A linear algebra approach to graded Frobenius algebras

TL;DR

This paper introduces a linear algebra method using paratrophic matrices to characterize and analyze the graded Frobenius and symmetric properties of finite-dimensional group-graded algebras, with applications to quantum polynomial algebras.

Contribution

It develops a novel linear algebra framework for studying graded Frobenius algebras, providing new tools for their characterization and analysis.

Findings

Characterization of $\sigma$-graded Frobenius property using paratrophic matrices.
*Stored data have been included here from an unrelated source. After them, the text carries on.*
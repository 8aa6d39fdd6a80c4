use crate::api::DEFAULT_BASE_URL;
use serde::Deserialize;
use std::path::PathBuf;
use std::time::Duration;

pub const ENVIRONMENT_VAR: &str = "SAJRE_APP_ENVIRONMENT";
pub const API_URL_VAR: &str = "VITE_API_URL";

#[derive(Debug, Deserialize, Clone)]
pub struct AppConfig {
    pub api: ApiSettings,
    pub storage: StorageSettings,
    pub auth: AuthSettings,
    pub dashboard: DashboardSettings,
    pub log: LogSettings,
}

#[derive(Debug, Deserialize, Clone)]
pub struct ApiSettings {
    pub base_url: String,
    #[serde(default)]
    pub timeout_secs: Option<u64>,
}

impl ApiSettings {
    pub fn timeout(&self) -> Option<Duration> {
        self.timeout_secs.filter(|s| *s > 0).map(Duration::from_secs)
    }
}

#[derive(Debug, Deserialize, Clone)]
pub struct StorageSettings {
    pub path: PathBuf,
}

#[derive(Debug, Deserialize, Clone)]
pub struct AuthSettings {
    /// Logins with this email try the admin endpoint first. Empty disables it.
    #[serde(default)]
    pub admin_email: String,
    pub password_hash_cost: u32,
}

#[derive(Debug, Deserialize, Clone)]
pub struct DashboardSettings {
    pub mentor_poll_secs: u64,
}

impl DashboardSettings {
    pub fn mentor_poll_interval(&self) -> Duration {
        Duration::from_secs(self.mentor_poll_secs.max(1))
    }
}

#[derive(Debug, Deserialize, Clone)]
pub struct LogSettings {
    pub level: String,
}

impl AppConfig {
    /// Defaults, then `config/base.toml`, then `config/<environment>.toml`,
    /// then `SAJRE__SECTION__KEY` variables, then `VITE_API_URL`.
    pub fn new() -> Result<Self, config::ConfigError> {
        let base_path = std::env::current_dir().map_err(|e| config::ConfigError::Foreign(Box::new(e)))?;
        let config_dir = base_path.join("config");

        let app_environment: Environment = std::env::var(ENVIRONMENT_VAR)
            .unwrap_or_else(|_| "local".into())
            .try_into()
            .map_err(config::ConfigError::Message)?;

        Self::build(&config_dir, app_environment, std::env::var(API_URL_VAR).ok())
    }

    pub fn build(
        config_dir: &std::path::Path,
        environment: Environment,
        api_url_override: Option<String>,
    ) -> Result<Self, config::ConfigError> {
        let mut builder = config::Config::builder()
            .set_default("api.base_url", DEFAULT_BASE_URL)?
            .set_default("storage.path", ".sajre/storage.json")?
            .set_default("auth.admin_email", "")?
            .set_default("auth.password_hash_cost", i64::from(bcrypt::DEFAULT_COST))?
            .set_default("dashboard.mentor_poll_secs", 30_i64)?
            .set_default("log.level", "info")?
            .add_source(config::File::from(config_dir.join("base")).required(false))
            .add_source(config::File::from(config_dir.join(environment.as_str())).required(false))
            .add_source(config::Environment::with_prefix("SAJRE").separator("__"));

        if let Some(url) = api_url_override.filter(|u| !u.trim().is_empty()) {
            builder = builder.set_override("api.base_url", url)?;
        }

        builder.build()?.try_deserialize()
    }
}

#[derive(Debug, Clone, Copy, PartialEq, Eq)]
pub enum Environment {
    Local,
    Production,
}

impl Environment {
    pub fn as_str(&self) -> &'static str {
        match self {
            Self::Local => "local",
            Self::Production => "production",
        }
    }
}

impl TryFrom<String> for Environment {
    type Error = String;

    fn try_from(value: String) -> Result<Self, Self::Error> {
        match value.to_lowercase().as_str() {
            "local" => Ok(Self::Local),
            "production" => Ok(Self::Production),
            other => Err(format!(
                "{} is not a supported environment. Use either `local` or `production`",
                other
            )),
        }
    }
}
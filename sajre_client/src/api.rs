//! JSON-over-HTTP client for the platform backend.
//!
//! One attempt per call: no retries and no cancellation. Non-2xx answers
//! become [`ApiError::Http`] carrying the server's `message`/`error` text.

use crate::error::ApiError;
use crate::models::{
    Activity, AdminLoginResponse, CourseRecord, EnrollmentRecord, Envelope, IssuedCode, LoginResponse, MentorKey,
    MentorRecord, ReferralCodeRecord, Role, StudentRecord, VendorKey, VendorRecord,
};
use reqwest::header::{HeaderMap, HeaderValue, AUTHORIZATION, CONTENT_TYPE};
use reqwest::{Client, Method};
use serde::de::DeserializeOwned;
use serde::Serialize;
use serde_json::{json, Map, Value};
use std::time::Duration;
use url::Url;

pub const DEFAULT_BASE_URL: &str = "http://localhost:3000";

pub type Payload = Map<String, Value>;

#[derive(Debug, Clone)]
pub struct ApiClient {
    client: Client,
    base_url: String,
}

impl ApiClient {
    pub fn new(base_url: &str) -> Result<Self, ApiError> {
        Self::with_timeout(base_url, None)
    }

    pub fn with_timeout(base_url: &str, timeout: Option<Duration>) -> Result<Self, ApiError> {
        let trimmed = base_url.trim().trim_end_matches('/');
        Url::parse(trimmed).map_err(|source| ApiError::InvalidBaseUrl {
            url: base_url.to_string(),
            source,
        })?;
        let mut builder = Client::builder();
        if let Some(timeout) = timeout {
            builder = builder.timeout(timeout);
        }
        Ok(Self {
            client: builder.build()?,
            base_url: trimmed.to_string(),
        })
    }

    pub fn base_url(&self) -> &str {
        &self.base_url
    }

    fn headers(token: Option<&str>) -> Result<HeaderMap, ApiError> {
        let mut headers = HeaderMap::new();
        headers.insert(CONTENT_TYPE, HeaderValue::from_static("application/json"));
        if let Some(token) = token {
            let value = HeaderValue::from_str(&format!("Bearer {}", token)).map_err(|_| ApiError::InvalidToken)?;
            headers.insert(AUTHORIZATION, value);
        }
        Ok(headers)
    }

    #[tracing::instrument(name = "API request", skip(self, body, token), fields(base = %self.base_url))]
    async fn http<T: DeserializeOwned>(
        &self,
        method: Method,
        path: &str,
        body: Option<Value>,
        token: Option<&str>,
    ) -> Result<T, ApiError> {
        let mut request = self
            .client
            .request(method, format!("{}{}", self.base_url, path))
            .headers(Self::headers(token)?);
        if let Some(body) = body {
            request = request.json(&body);
        }
        let response = request.send().await.map_err(|e| {
            tracing::error!("Request failed to send: {:?}", e);
            ApiError::Transport(e)
        })?;

        let status = response.status();
        let text = response.text().await?;
        let data: Value = serde_json::from_str(&text).unwrap_or_else(|_| json!({}));

        if !status.is_success() {
            let message = ["message", "error"]
                .iter()
                .filter_map(|key| data.get(*key).and_then(Value::as_str))
                .find(|msg| !msg.is_empty())
                .map(str::to_string)
                .unwrap_or_else(|| format!("Request failed: {}", status.as_u16()));
            tracing::debug!(status = status.as_u16(), %message, "request rejected");
            return Err(ApiError::Http {
                status: status.as_u16(),
                message,
            });
        }
        serde_json::from_value(data).map_err(ApiError::Decode)
    }

    async fn get<T: DeserializeOwned>(&self, path: &str, token: Option<&str>) -> Result<T, ApiError> {
        self.http(Method::GET, path, None, token).await
    }

    async fn send<B: Serialize + ?Sized, T: DeserializeOwned>(
        &self,
        method: Method,
        path: &str,
        body: &B,
        token: Option<&str>,
    ) -> Result<T, ApiError> {
        let body = serde_json::to_value(body).map_err(ApiError::Encode)?;
        self.http(method, path, Some(body), token).await
    }

    /// Generic POST, used for endpoints without a dedicated helper.
    pub async fn post<B: Serialize + ?Sized>(&self, path: &str, body: &B, token: Option<&str>) -> Result<Value, ApiError> {
        self.send(Method::POST, path, body, token).await
    }

    // Auth

    pub async fn login(&self, email: &str, password: &str) -> Result<LoginResponse, ApiError> {
        self.send(
            Method::POST,
            "/api/auth/login",
            &json!({ "email": email, "password": password }),
            None,
        )
        .await
    }

    pub async fn register_student<B: Serialize>(&self, payload: &B) -> Result<Value, ApiError> {
        self.send(Method::POST, "/api/auth/register/student", payload, None).await
    }

    pub async fn register_vendor<B: Serialize>(&self, payload: &B) -> Result<Value, ApiError> {
        self.send(Method::POST, "/api/auth/register/vendor", payload, None).await
    }

    pub async fn register_mentor<B: Serialize>(&self, payload: &B) -> Result<Value, ApiError> {
        self.send(Method::POST, "/api/auth/register/mentor", payload, None).await
    }

    pub async fn verify_otp(&self, email: &str, otp: &str) -> Result<Value, ApiError> {
        self.send(
            Method::POST,
            "/api/auth/verify-otp",
            &json!({ "email": email, "otp": otp }),
            None,
        )
        .await
    }

    // Public

    pub async fn get_public_courses(&self) -> Result<Envelope<Vec<CourseRecord>>, ApiError> {
        self.get("/api/courses", None).await
    }

    pub async fn contact_us<B: Serialize>(&self, payload: &B) -> Result<Value, ApiError> {
        self.send(Method::POST, "/api/contact", payload, None).await
    }

    // Admin

    pub async fn admin_login(&self, email: &str, password: &str) -> Result<AdminLoginResponse, ApiError> {
        self.send(
            Method::POST,
            "/api/admin/login",
            &json!({ "email": email, "password": password }),
            None,
        )
        .await
    }

    pub async fn get_dashboard<T: DeserializeOwned>(&self, token: &str) -> Result<Envelope<T>, ApiError> {
        self.get("/api/admin/dashboard", Some(token)).await
    }

    pub async fn create_vendor<B: Serialize>(&self, payload: &B, token: &str) -> Result<Envelope<VendorKey>, ApiError> {
        self.send(Method::POST, "/api/admin/create-vendor", payload, Some(token)).await
    }

    pub async fn get_all_vendors(&self, token: &str) -> Result<Envelope<Vec<VendorRecord>>, ApiError> {
        self.get("/api/admin/vendors", Some(token)).await
    }

    pub async fn get_all_mentors(&self, token: &str) -> Result<Envelope<Vec<MentorRecord>>, ApiError> {
        self.get("/api/admin/mentors", Some(token)).await
    }

    pub async fn get_all_students(&self, token: &str) -> Result<Envelope<Vec<StudentRecord>>, ApiError> {
        self.get("/api/admin/students", Some(token)).await
    }

    pub async fn get_all_courses(&self, token: &str) -> Result<Envelope<Vec<CourseRecord>>, ApiError> {
        self.get("/api/admin/courses", Some(token)).await
    }

    pub async fn get_all_enrollments(&self, token: &str) -> Result<Envelope<Vec<EnrollmentRecord>>, ApiError> {
        self.get("/api/admin/enrollments", Some(token)).await
    }

    pub async fn update_vendor(&self, id: &str, payload: &Payload, token: &str) -> Result<Value, ApiError> {
        self.send(Method::PUT, &format!("/api/admin/vendor/{}", id), payload, Some(token)).await
    }

    pub async fn delete_vendor(&self, id: &str, token: &str) -> Result<Value, ApiError> {
        self.http(Method::DELETE, &format!("/api/admin/vendor/{}", id), None, Some(token)).await
    }

    pub async fn update_mentor(&self, id: &str, payload: &Payload, token: &str) -> Result<Value, ApiError> {
        self.send(Method::PUT, &format!("/api/admin/mentor/{}", id), payload, Some(token)).await
    }

    pub async fn delete_mentor(&self, id: &str, token: &str) -> Result<Value, ApiError> {
        self.http(Method::DELETE, &format!("/api/admin/mentor/{}", id), None, Some(token)).await
    }

    pub async fn update_student(&self, id: &str, payload: &Payload, token: &str) -> Result<Value, ApiError> {
        self.send(Method::PUT, &format!("/api/admin/student/{}", id), payload, Some(token)).await
    }

    pub async fn delete_student(&self, id: &str, token: &str) -> Result<Value, ApiError> {
        self.http(Method::DELETE, &format!("/api/admin/student/{}", id), None, Some(token)).await
    }

    pub async fn generate_admin_referral_code<B: Serialize>(&self, payload: &B, token: &str) -> Result<Value, ApiError> {
        self.send(Method::POST, "/api/admin/referral/generate", payload, Some(token)).await
    }

    pub async fn create_course<B: Serialize>(&self, payload: &B, token: &str) -> Result<Envelope<CourseRecord>, ApiError> {
        self.send(Method::POST, "/api/admin/create-course", payload, Some(token)).await
    }

    pub async fn update_course(&self, id: &str, payload: &Payload, token: &str) -> Result<Value, ApiError> {
        self.send(Method::PUT, &format!("/api/admin/course/{}", id), payload, Some(token)).await
    }

    pub async fn delete_course(&self, id: &str, token: &str) -> Result<Value, ApiError> {
        self.http(Method::DELETE, &format!("/api/admin/course/{}", id), None, Some(token)).await
    }

    pub async fn update_enrollment(&self, id: &str, payload: &Payload, token: &str) -> Result<Value, ApiError> {
        self.send(Method::PUT, &format!("/api/admin/enrollment/{}", id), payload, Some(token)).await
    }

    pub async fn delete_enrollment(&self, id: &str, token: &str) -> Result<Value, ApiError> {
        self.http(Method::DELETE, &format!("/api/admin/enrollment/{}", id), None, Some(token)).await
    }

    // Vendor

    pub async fn get_vendor_dashboard<T: DeserializeOwned>(&self, token: &str) -> Result<Envelope<T>, ApiError> {
        self.get("/api/vendor/dashboard", Some(token)).await
    }

    pub async fn create_mentor<B: Serialize>(&self, payload: &B, token: &str) -> Result<Envelope<MentorKey>, ApiError> {
        self.send(Method::POST, "/api/vendor/create-mentor", payload, Some(token)).await
    }

    pub async fn get_vendor_mentors(&self, token: &str) -> Result<Envelope<Vec<MentorRecord>>, ApiError> {
        self.get("/api/vendor/mentors", Some(token)).await
    }

    pub async fn get_vendor_students(&self, token: &str) -> Result<Envelope<Vec<StudentRecord>>, ApiError> {
        self.get("/api/vendor/students", Some(token)).await
    }

    pub async fn get_vendor_courses(&self, token: &str) -> Result<Envelope<Vec<CourseRecord>>, ApiError> {
        self.get("/api/vendor/courses", Some(token)).await
    }

    pub async fn generate_vendor_referral_code<B: Serialize>(&self, payload: &B, token: &str) -> Result<Value, ApiError> {
        self.send(Method::POST, "/api/vendor/referral/generate", payload, Some(token)).await
    }

    // Mentor

    pub async fn get_mentor_dashboard<T: DeserializeOwned>(&self, token: &str) -> Result<Envelope<T>, ApiError> {
        self.get("/api/mentor/dashboard", Some(token)).await
    }

    pub async fn create_mentor_referral_code<B: Serialize>(
        &self,
        payload: &B,
        token: &str,
    ) -> Result<Envelope<IssuedCode>, ApiError> {
        self.send(Method::POST, "/api/mentor/create-referral-code", payload, Some(token)).await
    }

    pub async fn get_mentor_referral_codes(&self, token: &str) -> Result<Envelope<Vec<ReferralCodeRecord>>, ApiError> {
        self.get("/api/mentor/referral-codes", Some(token)).await
    }

    pub async fn get_mentor_students(&self, token: &str) -> Result<Envelope<Vec<StudentRecord>>, ApiError> {
        self.get("/api/mentor/students", Some(token)).await
    }

    pub async fn deactivate_referral_code(&self, id: &str, token: &str) -> Result<Value, ApiError> {
        self.http(
            Method::PUT,
            &format!("/api/mentor/referral-code/{}/deactivate", id),
            None,
            Some(token),
        )
        .await
    }

    pub async fn get_mentor_courses(&self, token: &str) -> Result<Envelope<Vec<CourseRecord>>, ApiError> {
        self.get("/api/mentor/courses", Some(token)).await
    }

    pub async fn get_mentor_enrollments(&self, token: &str) -> Result<Envelope<Vec<EnrollmentRecord>>, ApiError> {
        self.get("/api/mentor/enrollments", Some(token)).await
    }

    pub async fn get_recent_activities(&self, token: &str) -> Result<Envelope<Vec<Activity>>, ApiError> {
        self.get("/api/mentor/recent-activities", Some(token)).await
    }

    // Universal referral system

    pub async fn generate_universal_referral_code(&self, token: &str) -> Result<Value, ApiError> {
        self.http(Method::POST, "/api/referral/generate", None, Some(token)).await
    }

    pub async fn get_referral_stats(&self, token: &str) -> Result<Value, ApiError> {
        self.get("/api/referral/stats", Some(token)).await
    }

    pub async fn validate_referral_code(&self, code: &str) -> Result<Value, ApiError> {
        self.send(Method::POST, "/api/referral/validate", &json!({ "code": code }), None)
            .await
    }

    // Users

    pub async fn get_user_data(&self, role: Role, token: &str) -> Result<Value, ApiError> {
        self.get(&format!("/api/users/{}", role.as_str()), Some(token)).await
    }

    pub async fn get_subordinates(&self, token: &str) -> Result<Value, ApiError> {
        self.get("/api/users/subordinates", Some(token)).await
    }

    pub async fn update_user_status(&self, user_id: &str, status: &str, token: &str) -> Result<Value, ApiError> {
        self.send(
            Method::PUT,
            &format!("/api/users/{}/status", user_id),
            &json!({ "status": status }),
            Some(token),
        )
        .await
    }

    // Notifications

    pub async fn get_notifications(&self, token: &str) -> Result<Value, ApiError> {
        self.get("/api/notifications", Some(token)).await
    }

    pub async fn mark_notification_read(&self, id: &str, token: &str) -> Result<Value, ApiError> {
        self.http(Method::PUT, &format!("/api/notifications/{}/read", id), None, Some(token))
            .await
    }
}

#[cfg(test)]
mod tests {
    use super::*;

    #[test]
    fn base_url_loses_trailing_slash() {
        let api = ApiClient::new("http://localhost:3000/").unwrap();
        assert_eq!(api.base_url(), "http://localhost:3000");
    }

    #[test]
    fn garbage_base_url_is_rejected() {
        assert!(matches!(
            ApiClient::new("not a url"),
            Err(ApiError::InvalidBaseUrl { .. })
        ));
    }

    #[test]
    fn bearer_header_only_with_token() {
        let anonymous = ApiClient::headers(None).unwrap();
        assert!(anonymous.get(AUTHORIZATION).is_none());
        assert_eq!(anonymous.get(CONTENT_TYPE).unwrap(), "application/json");

        let signed = ApiClient::headers(Some("abc")).unwrap();
        assert_eq!(signed.get(AUTHORIZATION).unwrap(), "Bearer abc");
    }

    #[test]
    fn token_with_line_break_is_an_invalid_token() {
        assert!(matches!(ApiClient::headers(Some("abc\ndef")), Err(ApiError::InvalidToken)));
    }
}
Criteria for invertibility of paratrophic matrices related to algebra properties.

Identification of Frobenius and symmetric properties in Koszul duals of quantum polynomial algebras.

Abstract

If $A$ is a finite-dimensional algebra graded by a group $G$, and $\sigma \in G$, we define a variant of paratrophic matrix associated with $A$ and $\sigma$, and we use it to characterize the $\sigma$-graded Frobenius property for $A$. We discuss the invertibility of such paratrophic matrices, and then use them to check whether certain graded algebras are $\sigma$-graded Frobenius or (graded) symmetric. As an application, we uncover (graded) Frobenius and symmetric properties of Koszul duals of quantum polynomial algebras. We derive a structure result for $\sigma$-graded Frobenius algebras by only using linear algebra methods.